The Government of Justin Trudeau has already defined the list of goods imported from the United States to which as of this Sunday will begin to apply special tariffs, in response to the protectionist policy of the Administration of Donald Trump .
The announcement was made this Friday in Hamilton, the main steel center in the country.
The foreign minister, Chrystia Freeland, made clear on Friday that the retaliatory measure is contained, reciprocal and equivalent to the US action.
“We do not look for an escalation, but we do not back down either,” she warned.
The Canadian government presented the list of US products that will pay tariffs – between 10% and 25% – when crossing the border from July 1st, the day of Canada’s national holiday. On June 1st, hours before US tariffs on steel and aluminum came into force, Minister Freeland and Justin Trudeau, Canadian Prime Minister, announced levies with a total value of 16,600 million Canadian dollars (about 10,800 million euros), the equivalent of the impact of tariffs fixed on Canada in a year.
Freeland and Trudeau said the measure would be activated on July 1st, leaving open the possibility that the United States would reverse its stand.
However, time is running out and Washington has not moved. This Friday, the detailed list of products with special tariffs has been made public. In addition to those made with steel and aluminum (including pipes, cables, doors, nails and windows), they also include goods such as coffee, sauces, cosmetics, spirits, napkins, pillows and pens.
Freeland also announced a support package for Canadian aluminum and steel companies affected by US government levies. Minister Freeland reported that Ottawa will allocate aid for nearly 2 billion Canadian dollars (about 1,300 million euros), both in loans and innovation projects and unemployment insurance.
The resources will be distributed through the Investment Bank of Canada, the Economic Development Agency and the Strategic Innovation Fund.

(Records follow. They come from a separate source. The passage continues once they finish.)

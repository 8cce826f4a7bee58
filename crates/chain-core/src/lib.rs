//! Deterministic consensus state machine for a social/economic blockchain
//! node: accounts and authorities, a multi-asset balance ledger, a market
//! engine (limit/margin/auction/bitasset/pool/option orders), a reward
//! engine, a social graph, governance, and a BFT-style producer protocol,
//! all driven through one evaluator dispatch over a transactional
//! in-memory multi-index store.
//!
//! External collaborators — network gossip, a persistent write-ahead log,
//! RPC/HTTP surfaces, wallet/CLI tooling, the concrete hash/signature
//! implementations, a VM, ZK proofs, cross-chain bridges — live outside
//! this crate; `chain-primitives` exposes only the trait boundaries this
//! crate calls through.
pub mod dispatch;
pub mod globals;
pub mod maintenance;
pub mod prelude;
pub mod state;

pub use chain_primitives::{ChainError, ChainResult};
pub use state::Store;
/// Evaluates one already-authority-checked operation against `store`.
fn evaluate(store: &mut Store, now: Timestamp, op: Operation) -> ChainResult<()> {
    use Operation::*;
    match op {
        CreateAccount { name, owner, active, posting, creation_fee } => {
            let required = store.globals.parameters.get().account_creation_fee;
            if creation_fee < required {
                chain_bail!(ErrorCode::InsufficientBalance, Component::AccountAuthority, "account creation fee {creation_fee} below required {required}");
            }
            store.accounts.create(name, owner, active, posting, now)?;
        }
        UpdateOwnerAuthority { account, new_owner } => {
            store.accounts.update_owner_authority(account, new_owner, now)?;
        }
        SetProxy { account, proxy } => {
            store.accounts.set_proxy(account, proxy)?;
        }
        RequestAccountRecovery { account_to_recover, new_owner_authority, expires_at } => {
            store.accounts.request_recovery(account_to_recover, new_owner_authority, expires_at);
        }
        CreateAsset { symbol, kind, issuer, precision } => {
            store.assets.create(symbol, kind, format!("{issuer}"), precision)?;
        }
        IssueAsset { asset, to, amount } => {
            store.assets.dynamic.modify(&asset, |d| {
                d.total_supply = d.total_supply.saturating_add(amount);
                d.liquid_supply = d.liquid_supply.saturating_add(amount);
            });
            store.balances.credit_liquid(to, asset, amount);
        }
        Transfer { from, to, asset, amount, memo: _ } => {
            store.balances.debit_liquid(from, asset, amount)?;
            store.balances.credit_liquid(to, asset, amount);
        }
        TransferToStake { account, asset, amount } => {
            store.balances.stake(account, asset, amount)?;
        }
        BeginUnstake { account, asset, total, intervals } => {
            let interval = chain_primitives::Duration::from_secs(store.globals.parameters.get().unstake_interval_secs);
            store.balances.begin_unstake(account, asset, total, intervals, now + interval)?;
        }
        Delegate { from, to, asset, amount } => {
            store.balances.delegate(from, to, asset, amount)?;
        }
        TransferToSavings { from, to, asset, amount } => {
            store.balances.debit_liquid(from, asset, amount)?;
            store.balances.credit_savings(to, asset, amount);
        }
        WithdrawFromSavings { from, to, asset, amount, memo, unlock_at } => {
            store.balances.request_savings_withdraw(from, to, asset, amount, memo, unlock_at)?;
        }
        CreateLimitOrder { seller, sell_asset, receive_asset, for_sale, price, expiration, fill_or_kill } => {
            let sell_symbol = store
                .assets
                .assets
                .get(&sell_asset)
                .ok_or_else(|| chain_error!(ErrorCode::UnknownEntity, Component::MarketEngine, "no such asset {sell_asset:?}"))?
                .symbol
                .clone();
            let receive_symbol = store
                .assets
                .assets
                .get(&receive_asset)
                .ok_or_else(|| chain_error!(ErrorCode::UnknownEntity, Component::MarketEngine, "no such asset {receive_asset:?}"))?
                .symbol
                .clone();
            if price.base_symbol != sell_symbol || price.quote_symbol != receive_symbol {
                chain_bail!(
                    ErrorCode::OutOfRange,
                    Component::MarketEngine,
                    "limit order price must be quoted as {sell_symbol}/{receive_symbol}"
                );
            }
            store.balances.debit_liquid(seller, sell_asset, for_sale)?;
            let id = store.market.limit_orders.next_id.allocate();
            let taker = LimitOrder { id, seller, sell_asset, receive_asset, for_sale, price, expiration, fill_or_kill };
            let (fills, remaining) = store.market.limit_orders.match_new_order(&taker);
            for fill in &fills {
                store.balances.credit_liquid(fill.resting_seller, sell_asset, fill.to_maker);
                store.balances.credit_liquid(seller, receive_asset, fill.to_taker);
            }
            if remaining.is_zero() {
                return Ok(());
            }
            if fill_or_kill {
                chain_bail!(
                    ErrorCode::WrongOrderState,
                    Component::MarketEngine,
                    "fill-or-kill order for {remaining} of asset {sell_asset:?} could not be fully filled"
                );
            }
            let mut resting = taker;
            resting.for_sale = remaining;
            store.market.limit_orders.place(resting);
        }
        CancelLimitOrder { owner, order } => {
            let cancelled = store.market.limit_orders.cancel(order)?;
            if cancelled.seller != owner {
                chain_bail!(ErrorCode::MissingAuthority, Component::MarketEngine, "only the order's seller may cancel it");
            }
            store.balances.credit_liquid(owner, cancelled.sell_asset, cancelled.for_sale);
        }
        OpenMarginOrder { borrower, debt_asset, debt, collateral_asset, collateral, open_ratio_bps } => {
            store.balances.debit_liquid(borrower, collateral_asset, collateral)?;
            store.market.margin.open(borrower, debt_asset, debt, collateral_asset, collateral, open_ratio_bps);
        }
        PublishPriceFeed { producer, asset, feed } => {
            if store.market.bitassets.markets.get(&asset).is_none() {
                store.market.bitassets.markets.insert(asset, crate::state::market::bitasset::BitassetData::new(asset, asset, chain_primitives::Duration::from_secs(3600)));
            }
            store.market.bitassets.markets.modify(&asset, |data| data.publish_feed(producer, feed));
        }
        GlobalSettle { asset, price, total_debt_collateral } => {
            let mut data = store
                .market
                .bitassets
                .markets
                .get(&asset)
                .ok_or_else(|| chain_error!(ErrorCode::UnknownEntity, Component::MarketEngine, "no such bitasset market {asset}"))?
                .clone();
            data.global_settle(price, total_debt_collateral)?;
            store.market.bitassets.markets.modify(&asset, |d| *d = data);
        }
        CreateLiquidityPool { asset_a, asset_b, fee_bps } => {
            store.market.pools.create_liquidity_pool(asset_a, asset_b, fee_bps);
        }
        LiquidityPoolDeposit { pool, amount_a, amount_b } => {
            store.market.pools.liquidity_pools.modify(&pool, |p| {
                p.deposit(amount_a, amount_b);
            });
        }
        LiquidityPoolSwap { pool, amount_in } => {
            let data = store
                .market
                .pools
                .liquidity_pools
                .get(&pool)
                .ok_or_else(|| chain_error!(ErrorCode::UnknownEntity, Component::MarketEngine, "no such liquidity pool {pool}"))?
                .clone();
            let mut data = data;
            data.swap_a_for_b(amount_in)?;
            store.market.pools.liquidity_pools.modify(&pool, |p| *p = data);
        }
        CreateCreditPool { asset, base_borrow_rate_bps, max_borrow_rate_bps } => {
            store.market.pools.create_credit_pool(asset, base_borrow_rate_bps, max_borrow_rate_bps);
        }
        BorrowFromCreditPool { pool, amount } => {
            store.market.pools.borrow_from_credit_pool(pool, amount)?;
        }
        WriteOption { writer, kind, underlying_asset, strike, expiration, style, collateral_locked } => {
            store.balances.debit_liquid(writer, underlying_asset, collateral_locked)?;
            store.market.options.write(writer, kind, underlying_asset, strike, expiration, style, collateral_locked);
        }
        ExerciseOption { order } => {
            store.market.options.exercise(order, now)?;
        }
        CreateComment { author, permlink, parent, community, cashout_at } => {
            store.social.post(author, permlink, parent, community, now, cashout_at)?;
        }
        Vote { comment, voter, rshares, weight_bps } => {
            store.social.vote(comment, voter, rshares, weight_bps, now.as_secs())?;
        }
        CreateCommunity { founder, name, access } => {
            store.social.create_community(name, access, founder);
        }
        ProposeEnterprise { creator, receiver, title, milestones, total_budget, start_date, end_date } => {
            store.governance.propose_enterprise(creator, receiver, title, milestones, total_budget, start_date, end_date)?;
        }
        ApproveMilestone { proposal, index } => {
            store.governance.approve_milestone(proposal, index)?;
        }
        RegisterProducer { owner, signing_key, url } => {
            store.producers.register(owner, signing_key, url);
        }
        VoteProducer { producer, approve_votes, .. } => {
            store.producers.adjust_votes(producer, approve_votes);
        }
        AssetSettle { holder, asset, amount_to_settle } => {
            store.balances.debit_liquid(holder, asset, amount_to_settle)?;
            let mut data = store
                .market
                .bitassets
                .markets
                .get(&asset)
                .ok_or_else(|| chain_error!(ErrorCode::UnknownEntity, Component::MarketEngine, "no such bitasset market {asset}"))?
                .clone();
            let collateral_asset = data.collateral_asset;
            let owed = data.asset_settle(amount_to_settle)?;
            store.market.bitassets.markets.modify(&asset, |d| *d = data);
            store.assets.dynamic.modify(&asset, |d| {
                d.total_supply = d.total_supply.saturating_sub(amount_to_settle);
                d.liquid_supply = d.liquid_supply.saturating_sub(amount_to_settle);
            });
            store.balances.credit_liquid(holder, collateral_asset, owed);
        }
        BidCollateral { bidder, asset, additional_collateral, debt_covered } => {
            let mut data = store
                .market
                .bitassets
                .markets
                .get(&asset)
                .ok_or_else(|| chain_error!(ErrorCode::UnknownEntity, Component::MarketEngine, "no such bitasset market {asset}"))?
                .clone();
            let collateral_asset = data.collateral_asset;
            if let Some(previous) = data.collateral_bids.iter().find(|b| b.bidder == bidder).map(|b| b.additional_collateral) {
                store.balances.credit_liquid(bidder, collateral_asset, previous);
            }
            store.balances.debit_liquid(bidder, collateral_asset, additional_collateral)?;
            data.bid_collateral(bidder, additional_collateral, debt_covered)?;
            let target_debt = store.assets.dynamic.get(&asset).map(|d| d.total_supply).unwrap_or(Amount::ZERO);
            if data.bids_cover_debt(target_debt) {
                let revival_price = data.settlement_price.clone().expect("bids_cover_debt implies settled");
                for bid in data.revive() {
                    let call_id = store.market.margin.next_call_id.allocate();
                    store.market.margin.call_orders.insert(
                        call_id,
                        CallOrder {
                            id: call_id,
                            borrower: bid.bidder,
                            debt_asset: asset,
                            debt: bid.debt_covered,
                            collateral_asset,
                            collateral: bid.additional_collateral,
                            call_price: revival_price.clone(),
                        },
                    );
                }
            }
            store.market.bitassets.markets.modify(&asset, |d| *d = data);
        }
        ProofOfWork { producer, block_id, work } => {
            let target_bits = store.globals.parameters.get().pow_target_bits;
            if work.leading_zero_bits() < target_bits {
                chain_bail!(ErrorCode::OutOfRange, Component::ProducerProtocol, "proof of work does not clear the {target_bits}-bit target");
            }
            store.producers.record_proof_of_work(producer, block_id, work)?;
            store.globals.dynamic.modify(|g| g.total_pow += 1);
        }
        VerifyBlock { producer, block_num, block_id } => {
            let schedule_size = store.producers.schedule.total_slot_count();
            let advanced = store.producers.verify_block(producer, block_num, block_id, schedule_size)?;
            if advanced {
                store.globals.dynamic.modify(|g| {
                    if block_num > g.last_irreversible_block_num {
                        g.last_irreversible_block_num = block_num;
                        g.last_irreversible_block_id = block_id;
                    }
                });
            }
        }
        CommitBlock { producer, block_num, block_id, stake_asset, commitment_stake } => {
            let owner = store
                .producers
                .producers
                .get(&producer)
                .ok_or_else(|| chain_error!(ErrorCode::UnknownEntity, Component::ProducerProtocol, "no such producer {producer}"))?
                .owner;
            let staked = store.balances.balances.get(&(owner, stake_asset)).map(|b| b.staked).unwrap_or(Amount::ZERO);
            if commitment_stake > staked {
                chain_bail!(
                    ErrorCode::InsufficientBalance,
                    Component::ProducerProtocol,
                    "producer {producer} cannot commit {commitment_stake}, only {staked} staked"
                );
            }
            let schedule_size = store.producers.schedule.total_slot_count();
            let advanced = store.producers.commit_block(producer, block_num, block_id, commitment_stake, schedule_size)?;
            if advanced {
                store.globals.dynamic.modify(|g| {
                    if block_num > g.last_committed_block_num {
                        g.last_committed_block_num = block_num;
                        g.last_committed_block_id = block_id;
                    }
                });
            }
        }
        ProducerViolation { reporter, producer, block_num, commit_a, commit_b, stake_asset, stake_a, stake_b } => {
            store.producers.record_violation(producer, block_num, commit_a, commit_b, block_num)?;
            let owner = store.producers.producers.get(&producer).expect("record_violation just confirmed this producer exists").owner;
            store.balances.slash_stake(owner, reporter, stake_asset, stake_a.max(stake_b));
        }
    }
    Ok(())
}
//! Margin / credit positions and forced call orders (spec §4: "MarginOrder
//! — collateralised borrow against a credit pool", "CallOrder — under-
//! collateralised margin position subject to forced settlement").
use chain_primitives::{Amount, ChainError, Component, ErrorCode, Id, Price};
use chain_store::Table;
use serde::{Deserialize, Serialize};

use crate::state::account::AccountId;
use crate::state::asset_registry::AssetId;

pub type MarginOrderId = Id<MarginOrder>;
pub type CallOrderId = Id<CallOrder>;

#[derive(Debug, Clone, Serialize, Deserialize)]
pub struct MarginOrder {
    pub id: MarginOrderId,
    pub borrower: AccountId,
    pub debt_asset: AssetId,
    pub debt: Amount,
    pub collateral_asset: AssetId,
    pub collateral: Amount,
    pub open_ratio_bps: u32,
}

impl MarginOrder {
    /// Collateralisation ratio in basis points (`collateral-value * 10000 /
    /// debt-value`, both expressed in a common unit via `collateral_price`).
    pub fn collateral_ratio_bps(&self, collateral_price: &Price) -> Option<u32> {
        let collateral_value = collateral_price.convert_base_to_quote(self.collateral)?;
        if self.debt.is_zero() {
            return Some(u32::MAX);
        }
        let ratio = collateral_value.checked_mul(Amount::from(10_000i64))?.checked_div(self.debt)?;
        rust_decimal::prelude::ToPrimitive::to_u32(&ratio.raw())
    }

    /// True once the ratio drops below the liquidation threshold (spec §4).
    pub fn is_undercollateralised(&self, collateral_price: &Price, liquidation_ratio_bps: u32) -> bool {
        self.collateral_ratio_bps(collateral_price).is_none_or(|r| r < liquidation_ratio_bps)
    }
}

/// A forced call order created once a margin position (or a bitasset short)
/// falls below its maintenance ratio; filled preferentially against
/// matching limit orders at the call price (spec §4: margin calls).
#[derive(Debug, Clone, Serialize, Deserialize)]
pub struct CallOrder {
    pub id: CallOrderId,
    pub borrower: AccountId,
    pub debt_asset: AssetId,
    pub debt: Amount,
    pub collateral_asset: AssetId,
    pub collateral: Amount,
    pub call_price: Price,
}

#[derive(Default)]
pub struct MarginBook {
    pub margin_orders: Table<MarginOrderId, MarginOrder>,
    pub call_orders: Table<CallOrderId, CallOrder>,
    pub next_margin_id: chain_primitives::IdAllocator<MarginOrder>,
    pub next_call_id: chain_primitives::IdAllocator<CallOrder>,
}

impl chain_store::Transactional for MarginBook {
    fn begin_scope(&mut self) {
        self.margin_orders.begin_scope();
        self.call_orders.begin_scope();
    }
    fn commit_scope(&mut self) {
        self.margin_orders.commit_scope();
        self.call_orders.commit_scope();
    }
    fn abort_scope(&mut self) {
        self.margin_orders.abort_scope();
        self.call_orders.abort_scope();
    }
}

impl MarginBook {
    pub fn open(&mut self, borrower: AccountId, debt_asset: AssetId, debt: Amount, collateral_asset: AssetId, collateral: Amount, open_ratio_bps: u32) -> MarginOrderId {
        let id = self.next_margin_id.allocate();
        self.margin_orders.insert(id, MarginOrder { id, borrower, debt_asset, debt, collateral_asset, collateral, open_ratio_bps });
        id
    }

    /// Converts an under-collateralised margin order into a [`CallOrder`],
    /// removing the original position (spec §4: forced liquidation path).
    pub fn force_call(&mut self, margin_id: MarginOrderId, call_price: Price) -> Result<CallOrderId, ChainError> {
        let order = self.margin_orders.remove(&margin_id).ok_or_else(|| {
            chain_primitives::chain_error!(ErrorCode::UnknownEntity, Component::MarketEngine, "no such margin order {margin_id}")
        })?;
        let id = self.next_call_id.allocate();
        self.call_orders.insert(
            id,
            CallOrder { id, borrower: order.borrower, debt_asset: order.debt_asset, debt: order.debt, collateral_asset: order.collateral_asset, collateral: order.collateral, call_price },
        );
        Ok(id)
    }

    /// Applies a partial (or full) fill against a call order, reducing both
    /// debt and collateral proportionally and removing it once debt reaches
    /// zero.
    pub fn fill_call(&mut self, id: CallOrderId, debt_repaid: Amount, collateral_released: Amount) -> Result<(), ChainError> {
        let order = self.call_orders.get(&id).ok_or_else(|| {
            chain_primitives::chain_error!(ErrorCode::UnknownEntity, Component::MarketEngine, "no such call order {id}")
        })?;
        if debt_repaid > order.debt || collateral_released > order.collateral {
            return Err(chain_primitives::chain_error!(
                ErrorCode::OutOfRange,
                Component::MarketEngine,
                "fill exceeds remaining debt/collateral on call order {id}"
            ));
        }
        let remaining_debt = order.debt.saturating_sub(debt_repaid);
        if remaining_debt.is_zero() {
            self.call_orders.remove(&id);
        } else {
            self.call_orders.modify(&id, |o| {
                o.debt = remaining_debt;
                o.collateral = o.collateral.saturating_sub(collateral_released);
            });
        }
        Ok(())
    }
}

#[cfg(test)]
mod tests {
    use super::*;
    use std::str::FromStr;

    fn px(base: i64, quote: i64) -> Price {
        Price::new(Amount::from(base), chain_primitives::AssetSymbol::from_str("BASE").unwrap(), Amount::from(quote), chain_primitives::AssetSymbol::from_str("QUOTE").unwrap())
    }

    #[test]
    fn undercollateralised_position_triggers_below_threshold() {
        let order = MarginOrder {
            id: MarginOrderId::new(0),
            borrower: AccountId::new(1),
            debt_asset: AssetId::new(1),
            debt: Amount::from(100i64),
            collateral_asset: AssetId::new(2),
            collateral: Amount::from(110i64),
            open_ratio_bps: 12_500,
        };
        // 1 collateral unit = 1 quote unit, so ratio = 11000bps
        assert!(order.is_undercollateralised(&px(1, 1), 12_500));
        assert!(!order.is_undercollateralised(&px(1, 1), 9_000));
    }

    #[test]
    fn force_call_then_full_fill_clears_the_order() {
        let mut book = MarginBook::default();
        let margin_id = book.open(AccountId::new(1), AssetId::new(1), Amount::from(100i64), AssetId::new(2), Amount::from(50i64), 12_500);
        let call_id = book.force_call(margin_id, px(1, 1)).unwrap();
        assert!(book.margin_orders.get(&margin_id).is_none());
        book.fill_call(call_id, Amount::from(100i64), Amount::from(50i64)).unwrap();
        assert!(book.call_orders.get(&call_id).is_none());
    }
}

Also this Friday, François-Philippe Champagne, minister of international trade, visited Saguenay (Quebec), where a large part of Canadian aluminum is made, to reiterate that the federal government will offer the necessary support to this industry.

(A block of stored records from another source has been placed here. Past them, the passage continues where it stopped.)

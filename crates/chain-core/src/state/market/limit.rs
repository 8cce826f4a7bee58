//! Limit order book (spec §4: "LimitOrder — price-time priority, partial
//! fills, expiry").
use chain_primitives::{Amount, ChainError, Component, ErrorCode, Id, Price, Timestamp};
use chain_store::{OrderedIndex, Table};
use serde::{Deserialize, Serialize};

use crate::state::account::AccountId;
use crate::state::asset_registry::AssetId;

pub type LimitOrderId = Id<LimitOrder>;

#[derive(Debug, Clone, Serialize, Deserialize)]
pub struct LimitOrder {
    pub id: LimitOrderId,
    pub seller: AccountId,
    pub sell_asset: AssetId,
    pub receive_asset: AssetId,
    pub for_sale: Amount,
    pub price: Price,
    pub expiration: Option<Timestamp>,
    pub fill_or_kill: bool,
}

impl LimitOrder {
    /// Amount of `receive_asset` this order would still receive if fully
    /// filled at its own limit price.
    pub fn receive_remaining(&self) -> Amount {
        self.price.convert_base_to_quote(self.for_sale).unwrap_or(Amount::ZERO)
    }

    pub fn is_expired(&self, now: Timestamp) -> bool {
        self.expiration.is_some_and(|exp| now >= exp)
    }
}

/// Price-time priority index: orders on the same market are ordered by
/// `(base_symbol, quote_symbol, rate)`, then insertion id for ties — the
/// quantised price key used for O(log n) best-price lookup (spec §4.1).
pub type MarketKey = (chain_primitives::AssetSymbol, chain_primitives::AssetSymbol, i128);

#[derive(Default)]
pub struct LimitOrderBook {
    pub orders: Table<LimitOrderId, LimitOrder>,
    pub by_market_price: OrderedIndex<MarketKey, LimitOrderId>,
    pub next_id: chain_primitives::IdAllocator<LimitOrder>,
}

impl chain_store::Transactional for LimitOrderBook {
    fn begin_scope(&mut self) {
        self.orders.begin_scope();
        self.by_market_price.begin_scope();
    }
    fn commit_scope(&mut self) {
        self.orders.commit_scope();
        self.by_market_price.commit_scope();
    }
    fn abort_scope(&mut self) {
        self.orders.abort_scope();
        self.by_market_price.abort_scope();
    }
}

fn market_key(order: &LimitOrder) -> MarketKey {
    // rate is quote-per-base scaled by 10^9 and reduced to an i128 so two
    // orders at the "same" price compare equal regardless of how their
    // (base_amount, quote_amount) pair was originally expressed.
    let rate = order.price.rate_scaled(1_000_000_000);
    (order.price.base_symbol.clone(), order.price.quote_symbol.clone(), rate)
}

impl LimitOrderBook {
    pub fn place(&mut self, order: LimitOrder) -> LimitOrderId {
        let id = order.id;
        let key = market_key(&order);
        self.orders.insert(id, order);
        self.by_market_price.add(key, id);
        id
    }

    pub fn cancel(&mut self, id: LimitOrderId) -> Result<LimitOrder, ChainError> {
        let order = self.orders.remove(&id).ok_or_else(|| {
            chain_primitives::chain_error!(ErrorCode::UnknownEntity, Component::MarketEngine, "no such limit order {id}")
        })?;
        self.by_market_price.remove(&market_key(&order), &id);
        Ok(order)
    }

    /// Reduces `id`'s `for_sale` by `filled`, removing the order entirely
    /// once it reaches zero. Re-indexes nothing since price didn't change.
    pub fn reduce(&mut self, id: LimitOrderId, filled: Amount) -> Result<(), ChainError> {
        let order = self.orders.get(&id).ok_or_else(|| {
            chain_primitives::chain_error!(ErrorCode::UnknownEntity, Component::MarketEngine, "no such limit order {id}")
        })?;
        if filled > order.for_sale {
            return Err(chain_primitives::chain_error!(
                ErrorCode::OutOfRange,
                Component::MarketEngine,
                "cannot fill {filled} against order {id} with only {} remaining",
                order.for_sale
            ));
        }
        let remaining = order.for_sale.saturating_sub(filled);
        if remaining.is_zero() {
            self.cancel(id)?;
        } else {
            self.orders.modify(&id, |o| o.for_sale = remaining);
        }
        Ok(())
    }

    /// Best (lowest ask / highest bid, by the index's own ordering) resting
    /// order for a given base/quote pair.
    pub fn best(&self, base: &chain_primitives::AssetSymbol, quote: &chain_primitives::AssetSymbol) -> Option<LimitOrderId> {
        self.by_market_price
            .range((base.clone(), quote.clone(), i128::MIN)..=(base.clone(), quote.clone(), i128::MAX))
            .next()
            .and_then(|(_, ids)| ids.iter().next().copied())
    }

    pub fn expire_due(&mut self, now: Timestamp) -> Vec<LimitOrderId> {
        let expired: Vec<LimitOrderId> = self.orders.iter().filter(|(_, o)| o.is_expired(now)).map(|(id, _)| *id).collect();
        for id in &expired {
            let _ = self.cancel(*id);
        }
        expired
    }

    /// Crosses `taker` against the opposing side of the book at the best
    /// available price, repeatedly, until it is fully filled or no resting
    /// order crosses its limit price any more (spec §4.4: new orders match
    /// immediately at the best opposing price, price-time priority, partial
    /// fills). Matched resting orders are reduced/cancelled in place; the
    /// taker itself is never inserted here, only matched against — callers
    /// decide whether to rest, or reject, whatever remains unfilled.
    ///
    /// Returns the fills applied (oldest match first) and the amount of
    /// `taker.sell_asset` still unfilled.
    pub fn match_new_order(&mut self, taker: &LimitOrder) -> (Vec<Fill>, Amount) {
        let mut remaining = taker.for_sale;
        let mut fills = Vec::new();
        loop {
            if remaining.is_zero() {
                break;
            }
            let Some(resting_id) = self.best(&taker.price.quote_symbol, &taker.price.base_symbol) else {
                break;
            };
            let resting = self.orders.get(&resting_id).expect("id came from the index").clone();
            if !crosses(&taker.price, &resting.price) {
                break;
            }
            let max_sell_for_full_fill = resting.price.convert_base_to_quote(resting.for_sale).unwrap_or(Amount::ZERO);
            let (to_maker, to_taker) = if !max_sell_for_full_fill.is_zero() && remaining >= max_sell_for_full_fill {
                (max_sell_for_full_fill, resting.for_sale)
            } else {
                let to_taker = resting.price.convert_quote_to_base(remaining).unwrap_or(Amount::ZERO).min(resting.for_sale);
                (remaining, to_taker)
            };
            if to_taker.is_zero() {
                break;
            }
            self.reduce(resting_id, to_taker).expect("fill amount is bounded by the resting order's remaining for_sale");
            fills.push(Fill { resting_order: resting_id, resting_seller: resting.seller, to_taker, to_maker });
            remaining = remaining.saturating_sub(to_maker);
        }
        (fills, remaining)
    }
}

/// One resting order consumed while matching a new order against the book:
/// `to_taker` of the new order's `receive_asset` paid to it, `to_maker` of
/// the new order's `sell_asset` paid to the resting order's seller.
#[derive(Debug, Clone, Copy)]
pub struct Fill {
    pub resting_order: LimitOrderId,
    pub resting_seller: AccountId,
    pub to_taker: Amount,
    pub to_maker: Amount,
}

/// True when an order priced at `taker_price` can immediately fill against
/// a resting order priced at `resting_price` (base/quote mirrored between
/// the two) — the resting side's rate is at least as good as what the
/// taker is willing to accept.
fn crosses(taker_price: &Price, resting_price: &Price) -> bool {
    const SCALE: i64 = 1_000_000_000;
    let taker_rate = taker_price.rate_scaled(SCALE);
    let resting_rate = resting_price.rate_scaled(SCALE);
    if taker_rate <= 0 || resting_rate <= 0 {
        return false;
    }
    taker_rate.saturating_mul(resting_rate) >= i128::from(SCALE) * i128::from(SCALE)
}

#[cfg(test)]
mod tests {
    use super::*;
    use std::str::FromStr;

    fn order(id: u64, for_sale: i64, base_amt: i64, quote_amt: i64) -> LimitOrder {
        LimitOrder {
            id: LimitOrderId::new(id),
            seller: AccountId::new(1),
            sell_asset: AssetId::new(1),
            receive_asset: AssetId::new(2),
            for_sale: Amount::from(for_sale),
            price: Price {
                base_amount: Amount::from(base_amt),
                base_symbol: chain_primitives::AssetSymbol::from_str("BASE").unwrap(),
                quote_amount: Amount::from(quote_amt),
                quote_symbol: chain_primitives::AssetSymbol::from_str("QUOTE").unwrap(),
            },
            expiration: None,
            fill_or_kill: false,
        }
    }

    #[test]
    fn reduce_to_zero_removes_the_order() {
        let mut book = LimitOrderBook::default();
        let id = book.place(order(1, 100, 1, 2));
        book.reduce(id, Amount::from(100i64)).unwrap();
        assert!(book.orders.get(&id).is_none());
    }

    #[test]
    fn expire_due_cancels_past_expiration_orders() {
        let mut book = LimitOrderBook::default();
        let mut o = order(1, 100, 1, 2);
        o.expiration = Some(Timestamp::from_secs(10));
        let id = book.place(o);
        assert!(book.expire_due(Timestamp::from_secs(5)).is_empty());
        assert_eq!(book.expire_due(Timestamp::from_secs(10)), vec![id]);
    }
}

Justin Trudeau has indicated in different forums that the measures imposed by Washington, under the argument of defending national security, seem foolish. Donald Trump responded to Trudeau’s words at the end of the G7 summit in Charlevoix (Quebec), calling the prime minister “dishonest” and “weak” via Twitter. Freeland took advantage of the press conference in Hamilton to reiterate the Canadian vision: “The pretext of national security is not only absurd, it is also hurtful.
Tariffs are illegal under the rules of the WTO (the World Trade Organization) and the TCLAN (the North American Free Trade Agreement). We have filed complaints to challenge them. ” He also stated that Washington has the solution through the cancellation of liens.
Canadian Government is in constant communication with Mexican and European authorities, also affected by the US measures.
They also evoked NAFTA, affirming that the three North American countries intend to intensify the renegotiation’s after the Mexican elections that will take place this Sunday.
Canada responds to US levies with similar measures and reaches out to its steel and aluminium producers. However, it can not cut the bridges with the country to which it sends 72% of its exports.
And to all this, Trump’s threatened to impose 25% tariffs on imported cars.